## YOUR GOAL:
The answer is to be an exact copy of the lines below running from the line with "and transitioned now)." down to the line with "going live, maintenance", both ends included, and nothing more.

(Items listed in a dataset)
####
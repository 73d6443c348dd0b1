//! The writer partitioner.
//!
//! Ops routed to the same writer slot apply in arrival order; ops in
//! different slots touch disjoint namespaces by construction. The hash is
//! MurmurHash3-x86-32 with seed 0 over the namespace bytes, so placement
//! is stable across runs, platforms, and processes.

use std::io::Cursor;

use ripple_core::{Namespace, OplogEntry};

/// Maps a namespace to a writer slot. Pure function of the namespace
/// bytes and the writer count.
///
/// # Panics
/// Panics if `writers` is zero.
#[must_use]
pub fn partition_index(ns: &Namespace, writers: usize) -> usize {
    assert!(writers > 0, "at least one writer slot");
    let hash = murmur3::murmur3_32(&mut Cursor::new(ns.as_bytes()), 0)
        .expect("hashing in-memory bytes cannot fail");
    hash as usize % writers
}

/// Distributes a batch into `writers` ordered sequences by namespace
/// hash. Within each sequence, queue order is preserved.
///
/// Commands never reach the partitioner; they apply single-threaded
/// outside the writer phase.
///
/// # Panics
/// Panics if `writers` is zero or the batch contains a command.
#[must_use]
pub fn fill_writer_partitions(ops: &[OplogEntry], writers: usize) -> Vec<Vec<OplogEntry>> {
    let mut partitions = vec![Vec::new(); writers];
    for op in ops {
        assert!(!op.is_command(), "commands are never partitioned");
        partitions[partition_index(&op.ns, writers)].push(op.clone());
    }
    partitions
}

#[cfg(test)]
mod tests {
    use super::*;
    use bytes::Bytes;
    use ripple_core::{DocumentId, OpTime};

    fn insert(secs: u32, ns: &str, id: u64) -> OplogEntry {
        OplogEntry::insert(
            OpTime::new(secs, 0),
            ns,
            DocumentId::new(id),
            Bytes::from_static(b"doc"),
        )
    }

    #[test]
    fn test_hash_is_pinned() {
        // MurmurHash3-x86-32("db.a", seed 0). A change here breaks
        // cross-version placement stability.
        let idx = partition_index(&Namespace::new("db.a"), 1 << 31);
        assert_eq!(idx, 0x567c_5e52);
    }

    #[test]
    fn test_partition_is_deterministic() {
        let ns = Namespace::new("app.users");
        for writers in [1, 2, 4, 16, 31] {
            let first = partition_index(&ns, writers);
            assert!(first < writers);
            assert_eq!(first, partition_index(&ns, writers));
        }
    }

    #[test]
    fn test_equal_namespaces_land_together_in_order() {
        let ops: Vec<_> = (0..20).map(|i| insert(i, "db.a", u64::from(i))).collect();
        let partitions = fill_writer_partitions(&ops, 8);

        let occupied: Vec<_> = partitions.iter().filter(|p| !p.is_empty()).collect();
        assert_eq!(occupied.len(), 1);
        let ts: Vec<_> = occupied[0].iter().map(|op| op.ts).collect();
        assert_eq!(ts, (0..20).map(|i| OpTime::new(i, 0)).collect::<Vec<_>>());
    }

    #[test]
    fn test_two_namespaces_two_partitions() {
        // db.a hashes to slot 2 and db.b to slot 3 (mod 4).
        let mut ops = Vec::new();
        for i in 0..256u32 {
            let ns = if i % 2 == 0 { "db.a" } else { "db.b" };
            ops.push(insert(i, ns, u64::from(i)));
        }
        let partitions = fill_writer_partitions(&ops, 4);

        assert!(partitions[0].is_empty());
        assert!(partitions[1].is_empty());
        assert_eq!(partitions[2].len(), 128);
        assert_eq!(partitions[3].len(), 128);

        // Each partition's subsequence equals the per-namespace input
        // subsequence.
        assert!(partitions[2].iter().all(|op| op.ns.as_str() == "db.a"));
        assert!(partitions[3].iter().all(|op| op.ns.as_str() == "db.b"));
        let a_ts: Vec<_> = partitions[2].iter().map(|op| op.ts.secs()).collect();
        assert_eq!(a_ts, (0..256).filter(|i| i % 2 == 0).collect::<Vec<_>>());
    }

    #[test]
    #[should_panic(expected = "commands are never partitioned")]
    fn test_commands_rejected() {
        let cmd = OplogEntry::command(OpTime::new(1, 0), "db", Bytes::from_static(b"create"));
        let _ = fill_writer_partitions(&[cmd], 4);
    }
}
####
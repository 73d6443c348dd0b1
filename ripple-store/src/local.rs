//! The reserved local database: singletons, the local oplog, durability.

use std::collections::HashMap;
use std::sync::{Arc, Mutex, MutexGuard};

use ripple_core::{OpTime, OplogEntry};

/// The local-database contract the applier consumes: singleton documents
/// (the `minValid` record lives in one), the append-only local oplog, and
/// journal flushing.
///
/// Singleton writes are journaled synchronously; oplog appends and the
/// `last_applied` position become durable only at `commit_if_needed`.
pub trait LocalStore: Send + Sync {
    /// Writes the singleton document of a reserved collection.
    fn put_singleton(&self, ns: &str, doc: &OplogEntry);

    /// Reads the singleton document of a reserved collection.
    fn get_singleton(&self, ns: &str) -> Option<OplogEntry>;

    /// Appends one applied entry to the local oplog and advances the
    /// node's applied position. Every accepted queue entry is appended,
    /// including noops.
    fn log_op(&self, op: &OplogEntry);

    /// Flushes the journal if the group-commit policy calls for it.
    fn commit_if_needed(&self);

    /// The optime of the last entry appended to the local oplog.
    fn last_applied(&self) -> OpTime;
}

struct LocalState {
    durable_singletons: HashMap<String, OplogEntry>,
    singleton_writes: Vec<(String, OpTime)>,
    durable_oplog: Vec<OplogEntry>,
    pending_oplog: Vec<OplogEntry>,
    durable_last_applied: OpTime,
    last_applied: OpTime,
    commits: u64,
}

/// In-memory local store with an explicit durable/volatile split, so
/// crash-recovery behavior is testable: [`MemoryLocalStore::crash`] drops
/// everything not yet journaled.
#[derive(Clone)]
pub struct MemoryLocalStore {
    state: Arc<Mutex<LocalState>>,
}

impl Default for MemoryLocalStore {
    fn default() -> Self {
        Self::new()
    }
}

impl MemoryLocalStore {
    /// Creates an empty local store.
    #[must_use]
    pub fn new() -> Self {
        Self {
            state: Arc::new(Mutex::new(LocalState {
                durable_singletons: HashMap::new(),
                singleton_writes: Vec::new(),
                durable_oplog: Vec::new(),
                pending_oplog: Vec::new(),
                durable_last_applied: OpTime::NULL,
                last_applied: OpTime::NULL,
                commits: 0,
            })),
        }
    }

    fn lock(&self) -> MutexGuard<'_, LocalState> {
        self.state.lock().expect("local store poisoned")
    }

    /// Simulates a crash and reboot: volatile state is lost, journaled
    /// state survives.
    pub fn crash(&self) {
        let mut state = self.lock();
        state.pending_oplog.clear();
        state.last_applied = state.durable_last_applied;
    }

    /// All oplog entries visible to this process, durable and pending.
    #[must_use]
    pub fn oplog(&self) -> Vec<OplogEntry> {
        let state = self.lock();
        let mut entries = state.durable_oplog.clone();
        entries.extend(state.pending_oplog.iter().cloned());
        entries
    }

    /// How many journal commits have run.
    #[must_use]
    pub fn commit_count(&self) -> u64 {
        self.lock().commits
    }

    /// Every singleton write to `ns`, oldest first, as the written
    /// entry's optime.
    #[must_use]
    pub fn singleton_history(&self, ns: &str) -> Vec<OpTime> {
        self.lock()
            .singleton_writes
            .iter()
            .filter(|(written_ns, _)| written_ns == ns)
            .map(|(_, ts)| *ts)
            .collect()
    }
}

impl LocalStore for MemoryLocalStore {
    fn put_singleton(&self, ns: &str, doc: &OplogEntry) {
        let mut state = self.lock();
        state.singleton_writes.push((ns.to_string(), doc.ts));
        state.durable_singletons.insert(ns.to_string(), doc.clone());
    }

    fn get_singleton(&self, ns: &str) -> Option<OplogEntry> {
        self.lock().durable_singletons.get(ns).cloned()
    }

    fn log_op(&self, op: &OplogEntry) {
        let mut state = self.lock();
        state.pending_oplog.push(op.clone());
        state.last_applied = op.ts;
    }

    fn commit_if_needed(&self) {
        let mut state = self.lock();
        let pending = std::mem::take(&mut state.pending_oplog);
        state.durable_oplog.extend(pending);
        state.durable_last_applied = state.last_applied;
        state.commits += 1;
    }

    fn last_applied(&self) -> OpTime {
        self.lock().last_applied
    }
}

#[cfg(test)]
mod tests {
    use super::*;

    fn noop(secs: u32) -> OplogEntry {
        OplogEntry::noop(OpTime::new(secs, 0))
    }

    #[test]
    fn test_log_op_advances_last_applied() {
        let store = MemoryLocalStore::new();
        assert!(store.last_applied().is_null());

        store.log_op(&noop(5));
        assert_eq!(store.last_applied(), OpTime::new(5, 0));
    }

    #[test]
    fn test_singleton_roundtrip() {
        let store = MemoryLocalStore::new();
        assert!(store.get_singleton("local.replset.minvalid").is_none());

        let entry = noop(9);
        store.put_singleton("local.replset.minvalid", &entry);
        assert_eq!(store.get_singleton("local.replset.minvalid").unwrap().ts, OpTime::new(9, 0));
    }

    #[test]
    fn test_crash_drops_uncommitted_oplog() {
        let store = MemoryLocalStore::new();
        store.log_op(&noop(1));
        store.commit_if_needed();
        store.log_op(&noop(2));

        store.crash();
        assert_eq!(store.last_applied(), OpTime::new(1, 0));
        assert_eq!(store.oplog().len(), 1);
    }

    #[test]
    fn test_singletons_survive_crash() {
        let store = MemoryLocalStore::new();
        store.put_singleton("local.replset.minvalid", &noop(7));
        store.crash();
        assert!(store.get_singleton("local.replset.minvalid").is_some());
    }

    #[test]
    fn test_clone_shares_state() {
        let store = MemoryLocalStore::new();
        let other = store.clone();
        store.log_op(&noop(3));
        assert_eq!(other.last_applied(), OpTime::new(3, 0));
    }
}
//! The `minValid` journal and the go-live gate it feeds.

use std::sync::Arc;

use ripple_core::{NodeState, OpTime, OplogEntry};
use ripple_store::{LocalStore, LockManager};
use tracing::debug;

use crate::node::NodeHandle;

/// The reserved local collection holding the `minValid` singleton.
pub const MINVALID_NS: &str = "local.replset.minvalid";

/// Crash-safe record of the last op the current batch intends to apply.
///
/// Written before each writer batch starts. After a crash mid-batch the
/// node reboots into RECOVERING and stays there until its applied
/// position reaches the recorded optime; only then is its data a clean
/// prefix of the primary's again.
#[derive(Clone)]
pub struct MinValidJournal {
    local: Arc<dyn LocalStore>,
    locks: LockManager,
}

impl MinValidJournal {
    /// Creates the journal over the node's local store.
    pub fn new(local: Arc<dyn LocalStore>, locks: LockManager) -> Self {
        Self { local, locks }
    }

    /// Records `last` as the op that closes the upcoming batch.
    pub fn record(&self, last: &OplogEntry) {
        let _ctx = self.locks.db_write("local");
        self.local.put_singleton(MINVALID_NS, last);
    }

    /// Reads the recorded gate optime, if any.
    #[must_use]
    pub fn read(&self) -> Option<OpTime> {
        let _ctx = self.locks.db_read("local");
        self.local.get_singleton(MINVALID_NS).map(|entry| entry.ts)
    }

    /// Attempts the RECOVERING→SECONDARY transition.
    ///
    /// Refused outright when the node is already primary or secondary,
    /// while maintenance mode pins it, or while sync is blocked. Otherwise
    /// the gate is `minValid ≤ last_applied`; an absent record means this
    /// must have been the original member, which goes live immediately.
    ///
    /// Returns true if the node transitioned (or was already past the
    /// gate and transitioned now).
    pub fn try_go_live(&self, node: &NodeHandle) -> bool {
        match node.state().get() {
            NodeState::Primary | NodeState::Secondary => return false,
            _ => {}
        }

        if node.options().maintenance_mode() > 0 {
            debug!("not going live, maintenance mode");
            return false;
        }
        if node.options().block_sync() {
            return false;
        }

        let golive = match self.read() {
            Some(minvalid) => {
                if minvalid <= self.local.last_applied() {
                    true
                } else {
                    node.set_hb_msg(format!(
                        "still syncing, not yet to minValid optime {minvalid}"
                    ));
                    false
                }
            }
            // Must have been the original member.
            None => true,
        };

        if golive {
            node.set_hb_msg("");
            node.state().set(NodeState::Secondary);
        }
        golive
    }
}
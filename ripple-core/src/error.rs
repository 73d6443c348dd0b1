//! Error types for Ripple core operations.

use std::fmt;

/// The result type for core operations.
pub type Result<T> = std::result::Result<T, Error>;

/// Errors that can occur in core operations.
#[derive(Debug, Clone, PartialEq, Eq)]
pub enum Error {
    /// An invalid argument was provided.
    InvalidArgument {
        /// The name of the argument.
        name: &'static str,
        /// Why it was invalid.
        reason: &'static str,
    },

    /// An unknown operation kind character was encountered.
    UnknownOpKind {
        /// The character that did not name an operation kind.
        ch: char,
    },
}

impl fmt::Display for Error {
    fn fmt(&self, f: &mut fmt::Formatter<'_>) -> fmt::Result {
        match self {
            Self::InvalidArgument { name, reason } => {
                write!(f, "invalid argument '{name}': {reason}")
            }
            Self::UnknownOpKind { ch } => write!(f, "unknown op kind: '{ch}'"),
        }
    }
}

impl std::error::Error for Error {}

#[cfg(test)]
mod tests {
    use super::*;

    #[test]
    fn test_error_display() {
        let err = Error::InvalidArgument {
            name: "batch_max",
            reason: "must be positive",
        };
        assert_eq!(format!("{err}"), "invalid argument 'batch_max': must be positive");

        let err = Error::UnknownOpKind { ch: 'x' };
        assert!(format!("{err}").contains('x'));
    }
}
####
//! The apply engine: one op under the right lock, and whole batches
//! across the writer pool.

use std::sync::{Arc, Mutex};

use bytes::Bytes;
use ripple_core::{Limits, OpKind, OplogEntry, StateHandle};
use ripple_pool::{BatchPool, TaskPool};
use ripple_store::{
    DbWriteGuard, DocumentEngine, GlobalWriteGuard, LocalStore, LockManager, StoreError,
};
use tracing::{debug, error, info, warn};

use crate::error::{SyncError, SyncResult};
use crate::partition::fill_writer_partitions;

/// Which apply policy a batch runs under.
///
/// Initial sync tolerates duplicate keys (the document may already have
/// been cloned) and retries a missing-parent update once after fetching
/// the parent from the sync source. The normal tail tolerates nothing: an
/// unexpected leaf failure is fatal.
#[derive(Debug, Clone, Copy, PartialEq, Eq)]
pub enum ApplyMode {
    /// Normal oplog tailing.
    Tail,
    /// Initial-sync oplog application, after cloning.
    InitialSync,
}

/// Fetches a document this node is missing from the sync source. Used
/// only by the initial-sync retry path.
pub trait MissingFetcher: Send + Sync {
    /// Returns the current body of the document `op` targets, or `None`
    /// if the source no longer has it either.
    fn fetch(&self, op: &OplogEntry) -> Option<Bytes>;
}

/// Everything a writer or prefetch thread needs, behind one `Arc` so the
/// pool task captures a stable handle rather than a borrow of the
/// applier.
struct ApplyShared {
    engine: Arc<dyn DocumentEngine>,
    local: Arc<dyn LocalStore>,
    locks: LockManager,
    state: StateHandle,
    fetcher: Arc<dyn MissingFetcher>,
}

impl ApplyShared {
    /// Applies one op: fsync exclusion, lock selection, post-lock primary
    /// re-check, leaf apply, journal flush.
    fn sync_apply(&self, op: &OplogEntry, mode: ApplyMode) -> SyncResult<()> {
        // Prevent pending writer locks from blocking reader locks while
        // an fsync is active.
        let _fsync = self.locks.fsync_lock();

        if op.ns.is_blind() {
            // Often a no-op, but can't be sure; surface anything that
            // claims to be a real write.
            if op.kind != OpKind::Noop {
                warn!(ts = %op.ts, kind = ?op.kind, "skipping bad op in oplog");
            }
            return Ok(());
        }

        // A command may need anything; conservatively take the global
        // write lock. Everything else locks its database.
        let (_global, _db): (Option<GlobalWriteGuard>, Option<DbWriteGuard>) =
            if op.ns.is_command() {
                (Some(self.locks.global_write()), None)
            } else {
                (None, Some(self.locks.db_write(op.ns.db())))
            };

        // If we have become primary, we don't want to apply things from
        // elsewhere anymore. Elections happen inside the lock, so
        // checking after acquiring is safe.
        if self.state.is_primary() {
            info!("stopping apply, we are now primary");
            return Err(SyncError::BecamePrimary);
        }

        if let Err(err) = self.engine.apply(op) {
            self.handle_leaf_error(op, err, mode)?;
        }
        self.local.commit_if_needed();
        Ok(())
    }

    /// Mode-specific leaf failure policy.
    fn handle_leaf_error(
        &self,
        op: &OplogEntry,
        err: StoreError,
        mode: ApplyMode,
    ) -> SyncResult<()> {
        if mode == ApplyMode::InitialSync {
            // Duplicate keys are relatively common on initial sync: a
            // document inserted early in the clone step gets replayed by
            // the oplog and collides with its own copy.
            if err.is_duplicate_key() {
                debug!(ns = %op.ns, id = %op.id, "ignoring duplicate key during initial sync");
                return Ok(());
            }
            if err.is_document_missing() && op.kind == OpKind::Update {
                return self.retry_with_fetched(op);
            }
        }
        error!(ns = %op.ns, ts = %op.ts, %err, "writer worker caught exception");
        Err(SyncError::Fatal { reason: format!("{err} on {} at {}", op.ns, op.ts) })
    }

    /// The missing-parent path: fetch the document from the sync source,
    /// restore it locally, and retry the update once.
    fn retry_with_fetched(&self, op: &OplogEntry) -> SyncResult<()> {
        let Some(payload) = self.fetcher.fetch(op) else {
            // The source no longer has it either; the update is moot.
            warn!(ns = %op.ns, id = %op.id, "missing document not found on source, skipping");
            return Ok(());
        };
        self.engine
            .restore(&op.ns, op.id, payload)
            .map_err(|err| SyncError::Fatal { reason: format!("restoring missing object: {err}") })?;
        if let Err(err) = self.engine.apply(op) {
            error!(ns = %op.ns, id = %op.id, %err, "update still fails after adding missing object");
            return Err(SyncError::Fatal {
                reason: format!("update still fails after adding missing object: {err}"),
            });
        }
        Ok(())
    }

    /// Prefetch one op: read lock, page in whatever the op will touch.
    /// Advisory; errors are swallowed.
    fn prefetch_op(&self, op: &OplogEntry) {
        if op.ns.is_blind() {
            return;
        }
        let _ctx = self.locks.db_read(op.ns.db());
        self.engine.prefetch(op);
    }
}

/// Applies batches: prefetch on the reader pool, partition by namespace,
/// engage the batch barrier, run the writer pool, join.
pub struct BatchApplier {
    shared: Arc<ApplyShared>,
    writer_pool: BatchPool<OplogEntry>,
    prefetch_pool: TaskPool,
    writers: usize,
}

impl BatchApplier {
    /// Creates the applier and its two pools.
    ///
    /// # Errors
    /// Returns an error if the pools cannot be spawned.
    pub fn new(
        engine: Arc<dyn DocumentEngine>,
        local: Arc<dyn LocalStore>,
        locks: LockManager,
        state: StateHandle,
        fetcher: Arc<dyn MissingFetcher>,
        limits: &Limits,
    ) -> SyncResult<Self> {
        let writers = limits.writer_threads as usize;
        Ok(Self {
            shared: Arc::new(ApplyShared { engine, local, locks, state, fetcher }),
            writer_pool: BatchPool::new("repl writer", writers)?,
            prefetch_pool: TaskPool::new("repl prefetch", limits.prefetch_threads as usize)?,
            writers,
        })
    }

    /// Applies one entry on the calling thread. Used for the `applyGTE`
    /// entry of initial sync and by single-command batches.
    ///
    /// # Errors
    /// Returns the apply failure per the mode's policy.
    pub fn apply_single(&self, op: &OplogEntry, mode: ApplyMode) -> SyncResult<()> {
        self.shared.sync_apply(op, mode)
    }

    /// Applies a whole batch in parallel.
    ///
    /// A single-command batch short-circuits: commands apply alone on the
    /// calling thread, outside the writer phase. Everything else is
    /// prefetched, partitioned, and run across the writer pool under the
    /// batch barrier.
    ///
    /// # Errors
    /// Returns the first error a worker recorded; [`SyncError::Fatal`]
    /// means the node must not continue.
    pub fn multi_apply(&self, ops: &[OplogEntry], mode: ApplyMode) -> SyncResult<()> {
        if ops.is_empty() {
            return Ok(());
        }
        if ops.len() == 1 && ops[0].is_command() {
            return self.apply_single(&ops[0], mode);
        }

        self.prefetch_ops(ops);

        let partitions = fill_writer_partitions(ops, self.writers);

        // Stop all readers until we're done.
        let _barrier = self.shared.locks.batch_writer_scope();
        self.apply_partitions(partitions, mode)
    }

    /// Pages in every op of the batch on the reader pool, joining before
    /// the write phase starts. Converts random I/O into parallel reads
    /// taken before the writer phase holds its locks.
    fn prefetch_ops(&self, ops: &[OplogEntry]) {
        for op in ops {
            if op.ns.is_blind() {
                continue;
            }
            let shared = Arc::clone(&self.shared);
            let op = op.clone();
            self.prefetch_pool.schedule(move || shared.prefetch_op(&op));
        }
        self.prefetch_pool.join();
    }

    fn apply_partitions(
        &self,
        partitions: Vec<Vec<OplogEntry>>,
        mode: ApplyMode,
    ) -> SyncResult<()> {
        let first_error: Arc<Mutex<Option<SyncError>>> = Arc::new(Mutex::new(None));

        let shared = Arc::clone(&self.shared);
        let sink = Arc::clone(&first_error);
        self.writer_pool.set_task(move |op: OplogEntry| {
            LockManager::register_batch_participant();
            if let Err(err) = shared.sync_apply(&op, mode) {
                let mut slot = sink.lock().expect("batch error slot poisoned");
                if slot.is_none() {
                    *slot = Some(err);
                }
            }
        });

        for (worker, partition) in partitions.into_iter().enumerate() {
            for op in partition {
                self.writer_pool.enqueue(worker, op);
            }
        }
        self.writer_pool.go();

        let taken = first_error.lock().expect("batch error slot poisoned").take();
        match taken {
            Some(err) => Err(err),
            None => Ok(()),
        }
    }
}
####
## WRITTEN SOLUTION:
    /// gate and transitioned now).
    pub fn try_go_live(&self, node: &NodeHandle) -> bool {
        match node.state().get() {
            NodeState::Primary | NodeState::Secondary => return false,
            _ => {}
        }

        if node.options().maintenance_mode() > 0 {
            debug!("not going live, maintenance mode");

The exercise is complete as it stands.